3) Ability to configure your core boxes for a 3 or a 5 main lower end.
4) Improve the oiling system a bit (galley design) - such that it is easy to put a full-flow filter on it and have 100% filtered oil to everything.
5) Provide the block in a non-relieved state - makes it possible for the Ardun guys to use it (or other OHV designs) . . . and plenty of guys don't use reliefs anyway.
6) Improve the intake port and bowl design for better flow. Think about press in bronze guides (like the flathead Cadillac) - instead of the guides we have today.
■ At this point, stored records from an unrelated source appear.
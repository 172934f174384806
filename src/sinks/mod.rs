//! Downstream consumers attached to the coordinator.

mod alerts;
mod dashboard;
#[cfg(feature = "mq")]
mod mq;
#[cfg(test)]
mod tests;

pub use alerts::{AlertSink, AlertSubscriber, LogAlertSink};
pub use dashboard::{DashboardFeed, DashboardSummary, StatementMetric, TrendPoint};
#[cfg(feature = "mq")]
pub use mq::{FlatRecord, LogPublisher, MessagePublisher, MqBridge, PublishError};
They make a mess of the port floor and have a lot of slop in their fitment.
7) Improve the exhaust port - add a cast in divider in the middle, better flow for all, but same flange on the outside
8) Consider the ability to bore to 3.5" - I believe we can still seal the chambers at that diameter.
9) Consider an aluminum block with steel liners. I would love to be able to make a lighter weight flathead.
10) I think folks like the 59AB pan and water pump setup the best, but maybe there is a way to make the block such that you could bolt on a 59AB 1/2 bell - and run the 59AB style pan. The biggest area to figure out will be the rear main cap (so the pan can seal).

Okay - some off the hip thoughts!
Good list. Bore is restricted/dictated by the exhaust-through-the-jacket original design. I am pondering how to design that area for greatest improvement. All steps required to get a casting need to be considered. It is in my head most of the time now, even as I work on other projects. It will happen, Lord willing.

I also thing increasing coolant capacity as much as possible by kicking out the jacket wall near the valve springs and on the outside wall, and under the deck area. The outside needs to consider the exhaust manifolds in the equation.